FS2. “They were all cured.” What are some signs and wonders of God’s healing love that you see today?
Second Reading
Revelation 1:9-11a, 12-13, 17-19
SR1. Once, when John the Evangelist is “caught up in spirit,” Christ touches him and speaks to him. Are there others in history, “suffering for their faith,” who have received clear understanding and revelations? Can good things come from suffering?
SR2. In this reading, John says he fell down “as though dead.” Christ says he himself “once was dead but now am alive forever.” He touched him and raised him up. Are you part of his “living forever”?
Gospel
John 20:19-31
G1. Why do you think Jesus breathed on the disciples when he gave them the Holy Spirit? “The Lord God formed man out of the clay of the ground and blew into his nostrils the breath of life … ” (Genesis 2:7). What effect did this gift have on the disciples’ fear? How about the Holy Spirit’s effect on your fear, in various aspects of your life? What do forgiveness of sin and resurrection have in common?

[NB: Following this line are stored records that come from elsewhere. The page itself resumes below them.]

//! Engine configuration
//!
//! Read once at startup from `KEEL_*` environment variables. Cluster-level
//! networking facts (custom domains, reverse proxy, public IP) are read-only
//! inputs here; nothing in the engine writes them.

use crate::error::ReconcileError;
use std::env;
use tracing::{debug, info};

pub const DEFAULT_INGRESS_CLASS: &str = "nginx";
pub const DEFAULT_INGRESS_NAMESPACE: &str = "ingress-nginx";
pub const DEFAULT_INGRESS_CONTROLLER_NAME: &str = "ingress-nginx-controller";
pub const DEFAULT_TCP_SERVICES_CONFIGMAP: &str = "tcp-services";
pub const DEFAULT_PIPELINE_NAMESPACE: &str = "tekton-builds";
pub const DEFAULT_PIPELINE_NAME: &str = "keel-build-deploy";

/// Runtime configuration for the reconciliation engine
#[derive(Debug, Clone, PartialEq, Eq)]
pub struct EngineConfig {
    /// Custom domains served by the cluster ingress, first one is primary
    pub cluster_domains: Vec<String>,
    /// Public URL of a reverse proxy in front of the cluster
    pub reverse_proxy_url: Option<String>,
    /// Public IP of the cluster ingress
    pub cluster_ip: Option<String>,
    pub ingress_class: String,
    /// Namespace of the ingress controller (tcp-services lives here)
    pub ingress_namespace: String,
    /// Name fragment identifying the ingress controller Service and Deployment
    pub ingress_controller_name: String,
    pub tcp_services_configmap: String,
    pub pipeline_namespace: String,
    /// Tekton Pipeline referenced by every PipelineRun
    pub pipeline_name: String,
    /// cert-manager ClusterIssuer for custom domain TLS
    pub cert_issuer: Option<String>,
    /// Wait for the ingress controller patches instead of detaching them
    pub await_proxy_sweep: bool,
}

impl Default for EngineConfig {
    fn default() -> Self {
        Self {
            cluster_domains: Vec::new(),
            reverse_proxy_url: None,
            cluster_ip: None,
            ingress_class: DEFAULT_INGRESS_CLASS.to_string(),
            ingress_namespace: DEFAULT_INGRESS_NAMESPACE.to_string(),
            ingress_controller_name: DEFAULT_INGRESS_CONTROLLER_NAME.to_string(),
            tcp_services_configmap: DEFAULT_TCP_SERVICES_CONFIGMAP.to_string(),
            pipeline_namespace: DEFAULT_PIPELINE_NAMESPACE.to_string(),
            pipeline_name: DEFAULT_PIPELINE_NAME.to_string(),
            cert_issuer: None,
            await_proxy_sweep: false,
        }
    }
}

/// Where a git provider should deliver push events
#[derive(Debug, Clone, PartialEq, Eq)]
pub enum WebhookHost {
    /// First cluster custom domain, served over TLS
    Domain(String),
    /// Reverse proxy base URL
    ReverseProxy(String),
    /// Bare cluster IP, plain HTTP
    ClusterIp(String),
}

impl WebhookHost {
    /// Full listener URL for a path such as `/tekton-<slug>`
    pub fn url(&self, path: &str) -> String {
        match self {
            WebhookHost::Domain(domain) => format!("https://{}{}", domain, path),
            WebhookHost::ReverseProxy(base) => format!("{}{}", base.trim_end_matches('/'), path),
            WebhookHost::ClusterIp(ip) => format!("http://{}{}", ip, path),
        }
    }

    /// Providers only verify certificates we know are valid
    pub fn verify_ssl(&self) -> bool {
        matches!(self, WebhookHost::Domain(_))
    }
}

impl EngineConfig {
    /// Load configuration from environment variables
    pub fn from_env() -> Result<Self, ReconcileError> {
        Self::from_lookup(|key| env::var(key).ok())
    }

    /// Load configuration from any key lookup (environment, map in tests)
    pub fn from_lookup<F>(lookup: F) -> Result<Self, ReconcileError>
    where
        F: Fn(&str) -> Option<String>,
    {
        let non_empty = |key: &str| lookup(key).map(|v| v.trim().to_string()).filter(|v| !v.is_empty());
        let defaults = Self::default();

        let cluster_domains = non_empty("KEEL_CLUSTER_DOMAINS")
            .map(|v| {
                v.split(',')
                    .map(|d| d.trim().to_lowercase())
                    .filter(|d| !d.is_empty())
                    .collect()
            })
            .unwrap_or_default();

        let reverse_proxy_url = non_empty("KEEL_REVERSE_PROXY_URL");
        if let Some(url) = &reverse_proxy_url {
            if !url.starts_with("http://") && !url.starts_with("https://") {
                return Err(ReconcileError::InvalidConfig(format!(
                    "KEEL_REVERSE_PROXY_URL must be an http(s) URL, got '{}'",
                    url
                )));
            }
        }

        let await_proxy_sweep = match non_empty("KEEL_AWAIT_PROXY_SWEEP").as_deref() {
            None => defaults.await_proxy_sweep,
            Some("true") | Some("1") => true,
            Some("false") | Some("0") => false,
            Some(other) => {
                return Err(ReconcileError::InvalidConfig(format!(
                    "KEEL_AWAIT_PROXY_SWEEP must be true or false, got '{}'",
                    other
                )));
            }
        };

        Ok(Self {
            cluster_domains,
            reverse_proxy_url,
            cluster_ip: non_empty("KEEL_CLUSTER_IP"),
            ingress_class: non_empty("KEEL_INGRESS_CLASS").unwrap_or_else(|| defaults.ingress_class.clone()),
            ingress_namespace: non_empty("KEEL_INGRESS_NAMESPACE")
                .unwrap_or_else(|| defaults.ingress_namespace.clone()),
            ingress_controller_name: non_empty("KEEL_INGRESS_CONTROLLER_NAME")
                .unwrap_or_else(|| defaults.ingress_controller_name.clone()),
            tcp_services_configmap: non_empty("KEEL_TCP_SERVICES_CONFIGMAP")
                .unwrap_or_else(|| defaults.tcp_services_configmap.clone()),
            pipeline_namespace: non_empty("KEEL_PIPELINE_NAMESPACE")
                .unwrap_or_else(|| defaults.pipeline_namespace.clone()),
            pipeline_name: non_empty("KEEL_PIPELINE_NAME").unwrap_or_else(|| defaults.pipeline_name.clone()),
            cert_issuer: non_empty("KEEL_CERT_ISSUER"),
            await_proxy_sweep,
        })
    }

    /// Primary custom domain, if the cluster has any
    pub fn primary_domain(&self) -> Option<&str> {
        self.cluster_domains.first().map(String::as_str)
    }

    /// Pipeline listeners need an ingress only when reachable by name
    pub fn exposes_listener_ingress(&self) -> bool {
        !self.cluster_domains.is_empty() || self.reverse_proxy_url.is_some()
    }

    /// Resolve the webhook delivery host: custom domain, then reverse proxy,
    /// then raw cluster IP.
    pub fn webhook_host(&self) -> Result<WebhookHost, ReconcileError> {
        if let Some(domain) = self.primary_domain() {
            return Ok(WebhookHost::Domain(domain.to_string()));
        }
        if let Some(proxy) = &self.reverse_proxy_url {
            return Ok(WebhookHost::ReverseProxy(proxy.clone()));
        }
        if let Some(ip) = &self.cluster_ip {
            return Ok(WebhookHost::ClusterIp(ip.clone()));
        }
        Err(ReconcileError::InvalidConfig(
            "one of KEEL_CLUSTER_DOMAINS, KEEL_REVERSE_PROXY_URL or KEEL_CLUSTER_IP is required for pipelines"
                .to_string(),
        ))
    }

    /// Configuration for a process that exits after one operation
    ///
    /// A detached proxy sweep would be cancelled with the runtime, so the
    /// controller edits are always awaited.
    pub fn one_shot(mut self) -> Self {
        if !self.await_proxy_sweep {
            debug!("Awaiting proxy sweeps in a one-shot process");
            self.await_proxy_sweep = true;
        }
        self
    }

    /// Log the effective configuration
    pub fn log(&self) {
        info!("Configuration:");
        info!("  Cluster domains: {:?}", self.cluster_domains);
        info!("  Reverse proxy: {}", self.reverse_proxy_url.as_deref().unwrap_or("none"));
        info!("  Cluster IP: {}", self.cluster_ip.as_deref().unwrap_or("none"));
        info!("  Ingress class: {}", self.ingress_class);
        info!(
            "  TCP services: {}/{}",
            self.ingress_namespace, self.tcp_services_configmap
        );
        info!("  Ingress controller: {}", self.ingress_controller_name);
        info!(
            "  Pipelines: {}/{}",
            self.pipeline_namespace, self.pipeline_name
        );
        info!("  Await proxy sweep: {}", self.await_proxy_sweep);
    }
}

G2. Where do you think we can find wounded people today? How does Pope Francis say we become witnesses of mercy?
The peace of Jesus made them pass from remorse to mission. The peace of Jesus awakens mission. It entails not ease and comfort, but the challenge to break out of ourselves. The peace of Jesus frees from the self-absorption that paralyzes; it shatters the bonds that keep the heart imprisoned. …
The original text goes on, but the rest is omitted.